In the entries that follow, which lines hold the string "discarded"? List them.
:: EXTRACTED INFORMATION
impl PageSurface {
    pub fn new(config: &ViewerConfig) -> Self {
        Self {
            settings: SurfaceSettings::from(config),
            state: SurfaceState::Idle,
            page: None,
            attempts: 0,
            next_ticket: 1,
            next_handle: 1,
            in_flight: None,
            raster: None,
            samples: Vec::new(),
            layout: LayoutState::default(),
            last_error: None,
            timers: TimerQueue::new(),
        }
    }

    pub fn state(&self) -> SurfaceState {
        self.state
    }

    pub fn page(&self) -> Option<PageNumber> {
        self.page
    }

    pub fn raster(&self) -> Option<&PageRaster> {
        self.raster.as_ref()
    }

    pub fn layout(&self) -> LayoutState {
        self.layout
    }

    /// Rendered size overlays should project to. `None` until measured.
    pub fn rendered_size(&self) -> Option<Size> {
        self.layout.measured_size
    }

    pub fn last_error(&self) -> Option<&FetchError> {
        self.last_error.as_ref()
    }

    pub fn attempts(&self) -> u32 {
        self.attempts
    }

    pub fn load_state(&self) -> Option<LoadState> {
        match self.state {
            SurfaceState::Idle => None,
            SurfaceState::Loading => Some(LoadState::Loading),
            SurfaceState::Ready | SurfaceState::Resizing => Some(LoadState::Ready),
            SurfaceState::Retrying => Some(LoadState::Retrying),
            SurfaceState::Failed => Some(LoadState::Failed),
        }
    }

    pub fn pending_timers(&self) -> usize {
        self.timers.len()
    }

    /// When the host should next call [`PageSurface::poll`]
    pub fn next_deadline(&self) -> Option<Duration> {
        self.timers.next_deadline()
    }

    /// Show `page`, tearing down whatever was shown before.
    pub fn activate(&mut self, page: PageNumber, now: Duration) -> Vec<SurfaceEffect> {
        let mut effects = self.deactivate();

        log::debug!("page {page}: loading");
        self.page = Some(page);
        self.attempts = 0;
        self.state = SurfaceState::Loading;
        effects.push(self.start_fetch(now));
        effects
    }

    /// Manual refresh, typically offered once the surface has failed.
    pub fn refresh(&mut self, now: Duration) -> Vec<SurfaceEffect> {
        match self.page {
            Some(page) => self.activate(page, now),
            None => Vec::new(),
        }
    }

    /// Cancel in-flight work, drop pending timers and release the raster.
    pub fn deactivate(&mut self) -> Vec<SurfaceEffect> {
        let mut effects = Vec::new();

        if let Some(in_flight) = self.in_flight.take() {
            in_flight.token.cancel();
        }

        let dropped = self.timers.clear();
        if dropped > 0 {
            log::trace!("dropped {dropped} pending surface timer(s)");
        }

        if let Some(raster) = self.raster.take() {
            effects.push(SurfaceEffect::ReleaseRaster(raster.resource));
        }

        self.page = None;
        self.state = SurfaceState::Idle;
        self.samples.clear();
        self.layout = LayoutState::default();
        self.last_error = None;
        effects
    }

    pub fn on_raster_loaded(
        &mut self,
        ticket: Ticket,
        payload: RasterPayload,
        now: Duration,
    ) -> Vec<SurfaceEffect> {
        let Some(in_flight) = self.take_in_flight(ticket) else {
            return Vec::new();
        };
        if in_flight.token.is_cancelled() {
            log::debug!("raster ticket {ticket}: response after cancellation, discarded");
            return Vec::new();
        }

        let Some(page) = self.page else {
            return Vec::new();
        };

        self.cancel_fetch_timeout(ticket);

        let handle = ResourceHandle(self.next_handle);
        self.next_handle += 1;

        let natural = payload.natural;
        let max_width = self.settings.max_page_width;
        let estimated = natural.is_known().then(|| natural.fit_width(max_width));
        self.raster = Some(PageRaster {
            page_number: page,
            resource: handle,
            payload,
            rendered: Size::default(),
            load_state: LoadState::Ready,
        });

        let attempts = self.attempts;
        log::debug!("page {page}: raster ready after {attempts} attempt(s)");
        self.state = SurfaceState::Ready;
        self.last_error = None;
        self.samples.clear();
        self.layout = LayoutState {
            estimated_size: estimated,
            measured_size: None,
            is_stabilizing: true,
        };
        self.schedule_measurements(now);
        Vec::new()
    }

    pub fn on_raster_failed(
        &mut self,
        ticket: Ticket,
        error: FetchError,
        now: Duration,
    ) -> Vec<SurfaceEffect> {
        let Some(in_flight) = self.take_in_flight(ticket) else {
            return Vec::new();
        };
        if error.is_cancelled() || in_flight.token.is_cancelled() {
            log::debug!("raster ticket {ticket}: cancelled");
            return Vec::new();
        }

        self.cancel_fetch_timeout(ticket);
        self.handle_failure(error, now)
    }

    /// Record a viewport resize. Re-measurement happens once resizing settles.
    ///
    /// Samples and passes left over from the load are dropped; they describe
    /// the old container width.
    pub fn on_resize(&mut self, now: Duration) {
        if !matches!(self.state, SurfaceState::Ready | SurfaceState::Resizing) {
            return;
        }

        self.samples.clear();
        self.timers.cancel_where(SurfaceTimer::is_measure);
        let settle = self.settings.resize_settle;
        self.reschedule(now, settle, SurfaceTimer::ResizeSettle);
        self.state = SurfaceState::Resizing;
        self.layout.is_stabilizing = true;
    }

    /// Fire every timer due at `now`.
    pub fn poll(&mut self, now: Duration, probe: &dyn LayoutProbe) -> Vec<SurfaceEffect> {
        let mut effects = Vec::new();

        for (_, timer) in self.timers.drain_due(now) {
            match timer {
                SurfaceTimer::Retry => {
                    if self.state == SurfaceState::Retrying {
                        effects.push(self.start_fetch(now));
                    }
                }
                SurfaceTimer::FetchTimeout { ticket } => {
                    if let Some(in_flight) = self.take_in_flight(ticket) {
                        in_flight.token.cancel();
                        let error = FetchError::Timeout(self.settings.retry.timeout);
                        effects.extend(self.handle_failure(error, now));
                    }
                }
                SurfaceTimer::Measure { pass } => {
                    effects.extend(self.measure_pass(pass, probe));
                }
                SurfaceTimer::ResizeSettle => {
                    effects.extend(self.settle_resize(probe));
                }
            }
        }

        effects
    }

    fn start_fetch(&mut self, now: Duration) -> SurfaceEffect {
        let ticket = self.next_ticket;
        self.next_ticket += 1;
        self.attempts += 1;

        let token = CancellationToken::new();
        self.in_flight = Some(InFlight {
            ticket,
            token: token.clone(),
        });
        let timeout = self.settings.retry.timeout;
        let timer = SurfaceTimer::FetchTimeout { ticket };
        self.timers.schedule(now, timeout, timer);

        SurfaceEffect::FetchRaster(RasterRequest {
            page: self.page.unwrap_or_default(),
            ticket,
            attempt: self.attempts,
            timeout,
            token,
        })
    }

    fn take_in_flight(&mut self, ticket: Ticket) -> Option<InFlight> {
        match &self.in_flight {
            Some(in_flight) if in_flight.ticket == ticket => self.in_flight.take(),
            _ => {
                log::debug!("raster ticket {ticket}: stale response discarded");
                None
            }
        }
    }

    fn cancel_fetch_timeout(&mut self, ticket: Ticket) {
        let timeout = SurfaceTimer::FetchTimeout { ticket };
        self.timers.cancel_where(|timer| *timer == timeout);
    }

    /// Replaces any pending copy of `timer`.
    fn reschedule(&mut self, now: Duration, delay: Duration, timer: SurfaceTimer) {
        self.timers.cancel_where(|pending| *pending == timer);
        self.timers.schedule(now, delay, timer);
    }

    fn handle_failure(&mut self, error: FetchError, now: Duration) -> Vec<SurfaceEffect> {
        let page = self.page.unwrap_or_default();
        let attempts = self.attempts;

        if self.settings.retry.allows_retry(attempts) {
            log::info!("page {page}: attempt {attempts} failed ({error}), retrying");
            self.state = SurfaceState::Retrying;
            let backoff = self.settings.retry.backoff;
            self.reschedule(now, backoff, SurfaceTimer::Retry);
            return Vec::new();
        }

        log::warn!("page {page}: giving up after {attempts} attempt(s): {error}");
        self.state = SurfaceState::Failed;
        self.last_error = Some(error.clone());
        vec![SurfaceEffect::Failed { page, error }]
    }

    fn schedule_measurements(&mut self, now: Duration) {
        self.timers.cancel_where(SurfaceTimer::is_measure);
        for (pass, delay) in self.settings.measure_delays.iter().enumerate() {
            let timer = SurfaceTimer::Measure { pass };
            self.timers.schedule(now, *delay, timer);
        }

        if self.settings.measure_delays.is_empty() {
            let only = SurfaceTimer::Measure { pass: 0 };
            self.timers.schedule(now, Duration::ZERO, only);
        }
    }

    fn natural(&self) -> Size {
        self.raster
            .as_ref()
            .map(PageRaster::natural)
            .unwrap_or_default()
    }

    fn measure_pass(&mut self, pass: usize, probe: &dyn LayoutProbe) -> Vec<SurfaceEffect> {
        if self.raster.is_none() {
            return Vec::new();
        }

        let natural = self.natural();
        let container_width = probe.container_width();
        let fraction = self.settings.min_plausible_fraction;
        if let Some(sample) = probe.rendered_size() {
            self.samples.push(sample);
        }

        let last_pass = pass + 1 >= self.settings.measure_delays.len();
        let candidate = if last_pass {
            measure::settle(&self.samples, natural, container_width, fraction)
        } else {
            measure::largest_plausible(&self.samples, natural, container_width, fraction)
        };

        if last_pass {
            self.samples.clear();
            if self.state != SurfaceState::Resizing {
                self.layout.is_stabilizing = false;
            }
        }

        self.publish(candidate)
    }

    fn settle_resize(&mut self, probe: &dyn LayoutProbe) -> Vec<SurfaceEffect> {
        if self.state != SurfaceState::Resizing {
            return Vec::new();
        }

        let natural = self.natural();
        let container_width = probe.container_width();
        let fraction = self.settings.min_plausible_fraction;
        let samples: Vec<Size> = probe.rendered_size().into_iter().collect();
        let size = measure::settle(&samples, natural, container_width, fraction);

        self.state = SurfaceState::Ready;
        let measuring = self.timers.pending().any(SurfaceTimer::is_measure);
        self.layout.is_stabilizing = measuring;
        self.publish(size)
    }

    fn publish(&mut self, size: Option<Size>) -> Vec<SurfaceEffect> {
        let Some(size) = size else {
            return Vec::new();
        };
        if self.layout.measured_size == Some(size) {
            return Vec::new();
        }

        self.layout.measured_size = Some(size);
        if let Some(raster) = self.raster.as_mut() {
            raster.rendered = size;
        }

        log::trace!("rendered size now {}x{}", size.width, size.height);
        vec![SurfaceEffect::Publish(size)]
    }
}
::::
TASK RESPONSE —
            log::debug!("raster ticket {ticket}: response after cancellation, discarded");
                log::debug!("raster ticket {ticket}: stale response discarded");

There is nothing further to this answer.